LONDON:Rishi Sunak has had a meteoric rise to become Chancellor at the age of just 39.
And although he has taken the job at No11 thanks to the bombshell departure of Sajid Javid, few at Westminster doubted he would reach the top in the end.
When Mr Sunak was elected to represent the safe seat of Richmond at the 2015 election – succeeding Tory former leader Lord Hague – he was memorably dubbed the ‘Maharaja of the Dales’.
He is believed to be one of the richest members of Parliament, living with his family in a magnificent Georgian manor house in the small village of Kirby Sigston, just outside Northallerton in North Yorkshire.
A multi-millionaire in his own right thanks to his investment career, Mr Sunak is married to Akshata Murthy, whose father N.R. Narayana Murthy is India’s sixth-wealthiest man.
Self-made billionaire Murthy Sr is a household name in India after making his fortune through consulting giant Infosys.
Akshata herself runs fashion label Akshata Designs and is also a director of a venture capital firm founded by her father in 2010. Her shareholding in Infosys alone is estimated at £185million.
Mr Sunak is a solid media performer, repeatedly offered up by Downing Street for tricky interviews.
The staunch Brexiteer was promoted to Boris Johnson’s Cabinet after the dramatic reshuffle in July.
Until now he was Mr Javid’s deputy, with the title Chief Secretary to the Treasury.
The two of them seemed to develop something of a ‘bromance’. Only in December, Mr Sunak – a big Star Wars fan – tweeted about their outing to see The Rise of Skywalker.
Mr Sunak, who boarded at the £40,000-a-year Winchester College, was born in Southampton and describes his hobbies as ‘keeping fit, cricket, football and movies’.
A fan of Southampton FC, he described his childhood hero as footballer Matt Le Tissier.
A third-generation Indian immigrant, Mr Sunak’s father was an NHS GP and his mother ran a chemist’s.
After Oxford he studied at California’s Stanford University where he met Akshata.

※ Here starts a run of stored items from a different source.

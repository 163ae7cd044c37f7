//! Hardware frame number reconstruction from sensor timestamps
//!
//! The count is a heuristic: it assumes the frame duration changes slower
//! than it can be observed, so a gap of N expected intervals means N - 1
//! frames never reached us.

use std::time::Duration;

/// Per-frame timing inputs as reported by the backend.
#[derive(Debug, Clone, Copy, Default)]
pub struct TimingSample {
    pub sensor_timestamp_ns: Option<u64>,
    pub frame_duration_ns: Option<u64>,
    pub monotonic: Duration,
}

#[derive(Debug, Clone, Copy, PartialEq)]
pub struct TimingUpdate {
    pub hardware_frame_number: u64,
    pub dropped_since_last: u64,
    pub fps: f64,
}

#[derive(Debug, Clone, Copy, PartialEq, Eq)]
enum Clock {
    Sensor,
    Monotonic,
}

#[derive(Debug, Clone)]
pub struct FrameTimingTracker {
    nominal_interval_ns: Option<u64>,
    expected_interval_ns: Option<u64>,
    last: Option<(Clock, u64)>,
    hardware_frame_number: u64,
    total_dropped: u64,
    fps: f64,
}

const FPS_SMOOTHING: f64 = 0.1;

impl FrameTimingTracker {
    /// `nominal_fps` stands in for the interval when the driver never reports one.
    pub fn new(nominal_fps: f64) -> Self {
        let nominal_interval_ns =
            (nominal_fps.is_finite() && nominal_fps > 0.0).then(|| (1e9 / nominal_fps).round() as u64);
        Self {
            nominal_interval_ns,
            expected_interval_ns: None,
            last: None,
            hardware_frame_number: 0,
            total_dropped: 0,
            fps: nominal_interval_ns.map(|i| 1e9 / i as f64).unwrap_or(0.0),
        }
    }

    pub fn total_dropped(&self) -> u64 {
        self.total_dropped
    }

    pub fn expected_interval_ns(&self) -> Option<u64> {
        self.expected_interval_ns.or(self.nominal_interval_ns)
    }

    pub fn update(&mut self, sample: TimingSample) -> TimingUpdate {
        if let Some(duration) = sample.frame_duration_ns.filter(|d| *d > 0) {
            self.expected_interval_ns = Some(duration);
        }

        let (clock, ts) = match sample.sensor_timestamp_ns {
            Some(ts) => (Clock::Sensor, ts),
            None => (
                Clock::Monotonic,
                u64::try_from(sample.monotonic.as_nanos()).unwrap_or(u64::MAX),
            ),
        };

        let mut dropped = 0;
        match self.last {
            Some((last_clock, last_ts)) if last_clock == clock && ts > last_ts => {
                let delta = ts - last_ts;
                let elapsed = match self.expected_interval_ns() {
                    Some(interval) => ((delta as f64 / interval as f64).round() as u64).max(1),
                    None => 1,
                };
                dropped = elapsed - 1;
                self.hardware_frame_number += elapsed;
                self.total_dropped += dropped;

                let observed = 1e9 * elapsed as f64 / delta as f64;
                self.fps = if self.fps > 0.0 {
                    self.fps + FPS_SMOOTHING * (observed - self.fps)
                } else {
                    observed
                };
            }
            // Clock source switched or went backwards: count one slot, rebase
            Some(_) => self.hardware_frame_number += 1,
            None => {}
        }
        self.last = Some((clock, ts));

        TimingUpdate {
            hardware_frame_number: self.hardware_frame_number,
            dropped_since_last: dropped,
            fps: self.fps,
        }
    }
}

The couple married in her home city of Bangalore in 2009 in a two-day ceremony attended by 1,000 guests.
After the couple returned to Britain, Sunak worked for a London hedge fund before setting up his own business, Theleme Partners, in 2010, with an initial fund of $700million.

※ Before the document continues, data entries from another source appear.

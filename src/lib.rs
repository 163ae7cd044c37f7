pub mod capture;
pub mod controller;
pub mod display;
pub mod pipeline;
pub mod registry;
pub mod storage;
pub mod utils;

use std::collections::HashSet;
use std::path::{Path, PathBuf};

use capture::frame::PixelFormat;
use capture::synthetic::SyntheticOptions;
use serde::{Deserialize, Serialize};

#[derive(Debug, thiserror::Error)]
pub enum ConfigError {
    #[error(transparent)]
    Load(#[from] config::ConfigError),
    #[error("invalid configuration: {0}")]
    Invalid(String),
}

/// System configuration
#[derive(Debug, Clone, Default, Serialize, Deserialize)]
#[serde(default)]
pub struct Config {
    pub module: ModuleConfig,
    pub cameras: Vec<CaptureConfig>,
    pub pipeline: PipelineConfig,
    pub storage: StorageConfig,
    pub controller: ControllerConfig,
}

#[derive(Debug, Clone, Serialize, Deserialize)]
#[serde(default)]
pub struct ModuleConfig {
    /// Directory name under the session dir, e.g. `Cameras` or `USBCameras`
    pub name: String,
    /// Where sessions go when a recording does not name a directory
    pub session_root: PathBuf,
}

/// Where a camera's frames come from
#[derive(Debug, Clone, Serialize, Deserialize)]
#[serde(tag = "kind", rename_all = "snake_case")]
pub enum CameraSource {
    Synthetic(SyntheticOptions),
    /// USB camera through V4L2; `None` picks the first capture device
    V4l2 {
        #[serde(default)]
        device: Option<String>,
        #[serde(default = "default_buffer_count")]
        buffer_count: u32,
    },
    /// Sensor behind a GStreamer source element, e.g. `libcamerasrc`
    Gstreamer {
        #[serde(default = "default_gst_source")]
        source: String,
    },
}

fn default_buffer_count() -> u32 {
    4
}

fn default_gst_source() -> String {
    "libcamerasrc".into()
}

#[derive(Debug, Clone, Serialize, Deserialize)]
pub struct CaptureConfig {
    pub alias: String,
    pub source: CameraSource,
    pub width: u32,
    pub height: u32,
    pub fps: f64,
    pub format: PixelFormat,
}

#[derive(Debug, Clone, Serialize, Deserialize)]
#[serde(default)]
pub struct PipelineConfig {
    pub storage_queue_depth: usize,
    /// 1, 1/2, 1/3 or 1/4 of captured frames offered to preview
    pub preview_fraction: f64,
    /// Preview rate cap, 0 = unlimited
    pub preview_fps: f64,
    /// Recording rate cap, 0 = unlimited
    pub save_fps: f64,
    pub capture_retry_ms: u64,
    pub capture_failure_threshold: u32,
    pub metrics_interval_ms: u64,
}

#[derive(Debug, Clone, Serialize, Deserialize)]
#[serde(default)]
pub struct StorageConfig {
    /// Encoder frame size; the sensor size when unset
    pub target_width: Option<u32>,
    pub target_height: Option<u32>,
    pub jpeg_quality: u8,
    /// Write a still every N stored frames, 0 = never
    pub still_every: u64,
    /// Consecutive unwritten frames before the writer counts as stalled
    pub stall_threshold: u32,
}

impl StorageConfig {
    pub fn target_size(&self) -> Option<(u32, u32)> {
        self.target_width.zip(self.target_height)
    }
}

/// Which slots are rebuilt after a storage failure
#[derive(Debug, Clone, Copy, PartialEq, Eq, Serialize, Deserialize)]
#[serde(rename_all = "snake_case")]
pub enum ReinitScope {
    Failed,
    All,
}

#[derive(Debug, Clone, Serialize, Deserialize)]
#[serde(default)]
pub struct ControllerConfig {
    pub shutdown_timeout_ms: u64,
    pub reinit_scope: ReinitScope,
}

impl Default for ModuleConfig {
    fn default() -> Self {
        Self {
            name: "Cameras".into(),
            session_root: PathBuf::from("sessions"),
        }
    }
}

impl Default for PipelineConfig {
    fn default() -> Self {
        Self {
            storage_queue_depth: 8,
            preview_fraction: 1.0,
            preview_fps: 10.0,
            save_fps: 0.0,
            capture_retry_ms: 10,
            capture_failure_threshold: 100,
            metrics_interval_ms: 1000,
        }
    }
}

impl Default for StorageConfig {
    fn default() -> Self {
        Self {
            target_width: None,
            target_height: None,
            jpeg_quality: 90,
            still_every: 0,
            stall_threshold: 60,
        }
    }
}

impl Default for ControllerConfig {
    fn default() -> Self {
        Self {
            shutdown_timeout_ms: 5000,
            reinit_scope: ReinitScope::Failed,
        }
    }
}

impl CaptureConfig {
    pub fn synthetic(alias: &str, width: u32, height: u32, fps: f64) -> Self {
        Self {
            alias: alias.into(),
            source: CameraSource::Synthetic(SyntheticOptions::default()),
            width,
            height,
            fps,
            format: PixelFormat::Rgb24,
        }
    }
}

impl Config {
    /// Defaults, then the optional TOML file, then `CAMRIG__SECTION__KEY`
    /// environment overrides.
    pub fn load(path: Option<&Path>) -> Result<Self, ConfigError> {
        let mut builder = config::Config::builder();
        if let Some(path) = path {
            builder = builder.add_source(config::File::from(path));
        }
        builder = builder.add_source(
            config::Environment::with_prefix("CAMRIG")
                .separator("__")
                .try_parsing(true),
        );

        let mut cfg: Config = builder.build()?.try_deserialize()?;
        if cfg.cameras.is_empty() {
            cfg.cameras.push(CaptureConfig::synthetic("cam0", 640, 480, 30.0));
        }
        cfg.validate()?;
        Ok(cfg)
    }

    pub fn validate(&self) -> Result<(), ConfigError> {
        let mut seen = HashSet::new();
        for cam in &self.cameras {
            if cam.alias.trim().is_empty() {
                return Err(ConfigError::Invalid("camera alias must not be empty".into()));
            }
            if !seen.insert(cam.alias.as_str()) {
                return Err(ConfigError::Invalid(format!("duplicate camera alias {:?}", cam.alias)));
            }
            if cam.width == 0 || cam.height == 0 {
                return Err(ConfigError::Invalid(format!("{}: zero frame size", cam.alias)));
            }
            if !(cam.fps.is_finite() && cam.fps > 0.0) {
                return Err(ConfigError::Invalid(format!("{}: fps must be positive", cam.alias)));
            }
        }
        if self.pipeline.storage_queue_depth == 0 {
            return Err(ConfigError::Invalid("storage_queue_depth must be at least 1".into()));
        }
        if self.storage.stall_threshold == 0 {
            return Err(ConfigError::Invalid("stall_threshold must be at least 1".into()));
        }
        if self.storage.target_width.is_some() != self.storage.target_height.is_some() {
            return Err(ConfigError::Invalid(
                "target_width and target_height must be set together".into(),
            ));
        }
        Ok(())
    }
}

/// Aggregate rates for one camera over the last metrics interval
#[derive(Debug, Default, Clone, Copy, PartialEq)]
pub struct FpsSnapshot {
    pub capture_fps: f64,
    pub process_fps: f64,
    pub preview_fps: f64,
    pub storage_fps: f64,
    pub storage_dropped: u64,
    pub hardware_dropped: u64,
    pub capture_errors: u64,
}

#[cfg(test)]
mod tests {
    use super::*;

    #[test]
    fn defaults_validate() {
        let mut cfg = Config::default();
        cfg.cameras.push(CaptureConfig::synthetic("cam0", 64, 48, 30.0));
        cfg.validate().unwrap();
        assert_eq!(cfg.pipeline.storage_queue_depth, 8);
        assert_eq!(cfg.storage.stall_threshold, 60);
    }

    #[test]
    fn duplicate_aliases_are_rejected() {
        let mut cfg = Config::default();
        cfg.cameras.push(CaptureConfig::synthetic("cam0", 64, 48, 30.0));
        cfg.cameras.push(CaptureConfig::synthetic("cam0", 64, 48, 30.0));
        assert!(matches!(cfg.validate(), Err(ConfigError::Invalid(_))));
    }

    #[test]
    fn loads_toml_file() {
        let dir = tempfile::tempdir().unwrap();
        let path = dir.path().join("rig.toml");
        std::fs::write(
            &path,
            r#"
[module]
name = "USBCameras"

[pipeline]
save_fps = 10.0
preview_fraction = 0.5

[[cameras]]
alias = "left"
width = 320
height = 240
fps = 30.0
format = "yuyv4"
source = { kind = "synthetic", realtime = false }

[[cameras]]
alias = "right"
width = 640
height = 480
fps = 15.0
format = "mjpeg"
source = { kind = "v4l2", device = "/dev/video2" }
"#,
        )
        .unwrap();

        let cfg = Config::load(Some(&path)).unwrap();
        assert_eq!(cfg.module.name, "USBCameras");
        assert_eq!(cfg.pipeline.save_fps, 10.0);
        assert_eq!(cfg.pipeline.storage_queue_depth, 8);
        assert_eq!(cfg.cameras.len(), 2);
        assert!(matches!(
            cfg.cameras[0].source,
            CameraSource::Synthetic(SyntheticOptions { realtime: false, .. })
        ));
        assert!(matches!(
            &cfg.cameras[1].source,
            CameraSource::V4l2 { device: Some(d), buffer_count: 4 } if d == "/dev/video2"
        ));
    }
}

Writing on his website, Mr Sunak said his business experience had taught him the importance of entrepreneurship.
‘From working in my mum’s tiny chemist shop to my experience building large businesses, I have seen first-hand how politicians should support free enterprise and innovation to ensure our future prosperity,’ he said.
While building the hedge fund he spent a couple of days doing voluntary work for the Conservatives. He then decided he would like to go into politics full-time.
He has also been a school governor, a board member of a large youth club and a volunteer in education programmes.
When Mr Sunak went canvassing for the first time his Richmond seat, which has a relatively small ethnic minority population, one sheep farmer reportedly said: ‘Nice to meet you. I see you’ve got a better sun tan than William Hague.’
He has previously spoken about how his Asian identity matters to him, telling the BBC: ‘I’m a first generation immigrant. My parents emigrated here, so you’ve got this generation of people who are born here, their parents were not born here, and they’ve come to this country to make a life.
‘In terms of cultural upbringing, I’d be at the temple at the weekend – I’m a Hindu – but I’d also be at the Saints game as well on a Saturday – you do everything, you do both.’
He said he had been ‘fortunate’ not to have to endure much racism when he was young, but said there was ‘one incident that sticks in my head’.
‘I was just out with my younger brother and younger sister, and I think, probably pretty young, I was probably a mid-teenager, and we were out at a fast food restaurant and I was just looking after them. There were people sitting nearby, it was the first time I’d experienced it, just saying some very unpleasant things. The ‘P’ word.’
He said he ‘couldn’t conceive’ of the incident happening in today’s Britain.